**TASK TO CARRY OUT**
Every line below should be copied out exactly.

++++++++

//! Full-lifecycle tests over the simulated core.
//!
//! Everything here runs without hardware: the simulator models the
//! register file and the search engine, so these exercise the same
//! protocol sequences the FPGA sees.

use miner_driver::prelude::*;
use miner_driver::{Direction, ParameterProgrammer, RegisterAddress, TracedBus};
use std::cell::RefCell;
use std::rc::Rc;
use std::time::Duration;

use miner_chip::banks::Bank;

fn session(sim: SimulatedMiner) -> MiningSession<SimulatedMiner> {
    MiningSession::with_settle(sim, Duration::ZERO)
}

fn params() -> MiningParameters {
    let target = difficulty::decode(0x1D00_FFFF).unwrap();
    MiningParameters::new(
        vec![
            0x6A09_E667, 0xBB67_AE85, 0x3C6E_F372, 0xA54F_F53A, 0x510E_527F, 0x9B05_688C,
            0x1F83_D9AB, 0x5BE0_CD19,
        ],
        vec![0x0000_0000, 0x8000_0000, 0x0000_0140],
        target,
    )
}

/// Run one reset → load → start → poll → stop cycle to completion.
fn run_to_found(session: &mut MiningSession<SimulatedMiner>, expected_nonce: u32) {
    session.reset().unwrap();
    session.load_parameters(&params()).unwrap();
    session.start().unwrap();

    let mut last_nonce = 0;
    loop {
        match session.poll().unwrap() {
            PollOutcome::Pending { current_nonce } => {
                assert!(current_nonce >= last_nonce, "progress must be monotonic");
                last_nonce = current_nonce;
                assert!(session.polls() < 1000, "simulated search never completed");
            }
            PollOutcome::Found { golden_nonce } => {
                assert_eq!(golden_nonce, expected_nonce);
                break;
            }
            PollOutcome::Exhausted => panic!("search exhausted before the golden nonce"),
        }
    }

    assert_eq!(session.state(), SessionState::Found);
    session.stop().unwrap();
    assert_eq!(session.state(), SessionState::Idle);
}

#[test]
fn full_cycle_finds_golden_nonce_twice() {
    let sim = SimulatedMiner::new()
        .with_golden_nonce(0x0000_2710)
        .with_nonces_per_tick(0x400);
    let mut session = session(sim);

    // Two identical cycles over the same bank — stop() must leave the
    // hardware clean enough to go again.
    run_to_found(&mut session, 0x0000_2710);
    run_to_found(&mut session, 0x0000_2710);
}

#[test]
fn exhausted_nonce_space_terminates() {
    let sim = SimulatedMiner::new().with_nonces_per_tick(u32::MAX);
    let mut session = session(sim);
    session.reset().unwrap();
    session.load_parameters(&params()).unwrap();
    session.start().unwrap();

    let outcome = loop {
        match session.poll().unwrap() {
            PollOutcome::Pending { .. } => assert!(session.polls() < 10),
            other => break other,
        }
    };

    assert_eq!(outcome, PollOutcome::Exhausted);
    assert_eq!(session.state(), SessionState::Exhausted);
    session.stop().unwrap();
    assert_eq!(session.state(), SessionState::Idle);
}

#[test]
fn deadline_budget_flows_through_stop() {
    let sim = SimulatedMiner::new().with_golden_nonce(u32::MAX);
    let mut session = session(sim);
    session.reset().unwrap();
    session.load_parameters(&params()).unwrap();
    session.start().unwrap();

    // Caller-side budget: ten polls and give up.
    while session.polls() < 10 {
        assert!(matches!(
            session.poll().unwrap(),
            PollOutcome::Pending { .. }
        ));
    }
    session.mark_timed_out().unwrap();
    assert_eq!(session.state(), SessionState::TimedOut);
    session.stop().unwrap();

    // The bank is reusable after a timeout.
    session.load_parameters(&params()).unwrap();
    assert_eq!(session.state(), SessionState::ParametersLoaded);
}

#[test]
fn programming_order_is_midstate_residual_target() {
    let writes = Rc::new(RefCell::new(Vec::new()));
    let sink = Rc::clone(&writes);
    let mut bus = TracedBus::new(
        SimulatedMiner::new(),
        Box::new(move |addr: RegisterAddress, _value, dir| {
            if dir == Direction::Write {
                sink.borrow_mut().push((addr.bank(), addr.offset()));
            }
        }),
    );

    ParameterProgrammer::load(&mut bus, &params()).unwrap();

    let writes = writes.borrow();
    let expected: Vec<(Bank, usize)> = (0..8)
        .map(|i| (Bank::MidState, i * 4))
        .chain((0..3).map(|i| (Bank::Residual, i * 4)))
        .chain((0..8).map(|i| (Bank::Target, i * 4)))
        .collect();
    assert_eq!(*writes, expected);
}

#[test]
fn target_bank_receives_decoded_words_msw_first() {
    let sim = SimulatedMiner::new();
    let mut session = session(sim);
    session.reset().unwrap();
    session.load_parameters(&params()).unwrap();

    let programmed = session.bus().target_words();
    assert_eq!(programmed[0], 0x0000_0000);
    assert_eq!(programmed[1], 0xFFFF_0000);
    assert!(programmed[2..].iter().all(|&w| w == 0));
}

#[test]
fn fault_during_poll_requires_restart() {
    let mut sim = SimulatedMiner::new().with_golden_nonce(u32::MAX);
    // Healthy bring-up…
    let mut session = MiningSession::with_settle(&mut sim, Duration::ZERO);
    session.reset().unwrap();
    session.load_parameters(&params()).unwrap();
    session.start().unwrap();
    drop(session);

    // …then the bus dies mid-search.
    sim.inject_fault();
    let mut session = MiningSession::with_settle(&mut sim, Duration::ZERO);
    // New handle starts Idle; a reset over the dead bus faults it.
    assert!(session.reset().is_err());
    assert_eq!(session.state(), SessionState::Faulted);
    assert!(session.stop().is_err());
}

++++++++

**EXPECTED OUTPUT**
//! Full-lifecycle tests over the simulated core.
//!
//! Everything here runs without hardware: the simulator models the
//! register file and the search engine, so these exercise the same
//! protocol sequences the FPGA sees.

use miner_driver::prelude::*;
use miner_driver::{Direction, ParameterProgrammer, RegisterAddress, TracedBus};
use std::cell::RefCell;
use std::rc::Rc;
use std::time::Duration;

use miner_chip::banks::Bank;

fn session(sim: SimulatedMiner) -> MiningSession<SimulatedMiner> {
    MiningSession::with_settle(sim, Duration::ZERO)
}

fn params() -> MiningParameters {
    let target = difficulty::decode(0x1D00_FFFF).unwrap();
    MiningParameters::new(
        vec![
            0x6A09_E667, 0xBB67_AE85, 0x3C6E_F372, 0xA54F_F53A, 0x510E_527F, 0x9B05_688C,
            0x1F83_D9AB, 0x5BE0_CD19,
        ],
        vec![0x0000_0000, 0x8000_0000, 0x0000_0140],
        target,
    )
}

/// Run one reset → load → start → poll → stop cycle to completion.
fn run_to_found(session: &mut MiningSession<SimulatedMiner>, expected_nonce: u32) {
    session.reset().unwrap();
    session.load_parameters(&params()).unwrap();
    session.start().unwrap();

    let mut last_nonce = 0;
    loop {
        match session.poll().unwrap() {
            PollOutcome::Pending { current_nonce } => {
                assert!(current_nonce >= last_nonce, "progress must be monotonic");
                last_nonce = current_nonce;
                assert!(session.polls() < 1000, "simulated search never completed");
            }
            PollOutcome::Found { golden_nonce } => {
                assert_eq!(golden_nonce, expected_nonce);
                break;
            }
            PollOutcome::Exhausted => panic!("search exhausted before the golden nonce"),
        }
    }

    assert_eq!(session.state(), SessionState::Found);
    session.stop().unwrap();
    assert_eq!(session.state(), SessionState::Idle);
}

#[test]
fn full_cycle_finds_golden_nonce_twice() {
    let sim = SimulatedMiner::new()
        .with_golden_nonce(0x0000_2710)
        .with_nonces_per_tick(0x400);
    let mut session = session(sim);

    // Two identical cycles over the same bank — stop() must leave the
    // hardware clean enough to go again.
    run_to_found(&mut session, 0x0000_2710);
    run_to_found(&mut session, 0x0000_2710);
}

#[test]
fn exhausted_nonce_space_terminates() {
    let sim = SimulatedMiner::new().with_nonces_per_tick(u32::MAX);
    let mut session = session(sim);
    session.reset().unwrap();
    session.load_parameters(&params()).unwrap();
    session.start().unwrap();

    let outcome = loop {
        match session.poll().unwrap() {
            PollOutcome::Pending { .. } => assert!(session.polls() < 10),
            other => break other,
        }
    };

    assert_eq!(outcome, PollOutcome::Exhausted);
    assert_eq!(session.state(), SessionState::Exhausted);
    session.stop().unwrap();
    assert_eq!(session.state(), SessionState::Idle);
}

#[test]
fn deadline_budget_flows_through_stop() {
    let sim = SimulatedMiner::new().with_golden_nonce(u32::MAX);
    let mut session = session(sim);
    session.reset().unwrap();
    session.load_parameters(&params()).unwrap();
    session.start().unwrap();

    // Caller-side budget: ten polls and give up.
    while session.polls() < 10 {
        assert!(matches!(
            session.poll().unwrap(),
            PollOutcome::Pending { .. }
        ));
    }
    session.mark_timed_out().unwrap();
    assert_eq!(session.state(), SessionState::TimedOut);
    session.stop().unwrap();

    // The bank is reusable after a timeout.
    session.load_parameters(&params()).unwrap();
    assert_eq!(session.state(), SessionState::ParametersLoaded);
}

#[test]
fn programming_order_is_midstate_residual_target() {
    let writes = Rc::new(RefCell::new(Vec::new()));
    let sink = Rc::clone(&writes);
    let mut bus = TracedBus::new(
        SimulatedMiner::new(),
        Box::new(move |addr: RegisterAddress, _value, dir| {
            if dir == Direction::Write {
                sink.borrow_mut().push((addr.bank(), addr.offset()));
            }
        }),
    );

    ParameterProgrammer::load(&mut bus, &params()).unwrap();

    let writes = writes.borrow();
    let expected: Vec<(Bank, usize)> = (0..8)
        .map(|i| (Bank::MidState, i * 4))
        .chain((0..3).map(|i| (Bank::Residual, i * 4)))
        .chain((0..8).map(|i| (Bank::Target, i * 4)))
        .collect();
    assert_eq!(*writes, expected);
}

#[test]
fn target_bank_receives_decoded_words_msw_first() {
    let sim = SimulatedMiner::new();
    let mut session = session(sim);
    session.reset().unwrap();
    session.load_parameters(&params()).unwrap();

    let programmed = session.bus().target_words();
    assert_eq!(programmed[0], 0x0000_0000);
    assert_eq!(programmed[1], 0xFFFF_0000);
    assert!(programmed[2..].iter().all(|&w| w == 0));
}

#[test]
fn fault_during_poll_requires_restart() {
    let mut sim = SimulatedMiner::new().with_golden_nonce(u32::MAX);
    // Healthy bring-up…
    let mut session = MiningSession::with_settle(&mut sim, Duration::ZERO);
    session.reset().unwrap();
    session.load_parameters(&params()).unwrap();
    session.start().unwrap();
    drop(session);

    // …then the bus dies mid-search.
    sim.inject_fault();
    let mut session = MiningSession::with_settle(&mut sim, Duration::ZERO);
    // New handle starts Idle; a reset over the dead bus faults it.
    assert!(session.reset().is_err());
    assert_eq!(session.state(), SessionState::Faulted);
    assert!(session.stop().is_err());
}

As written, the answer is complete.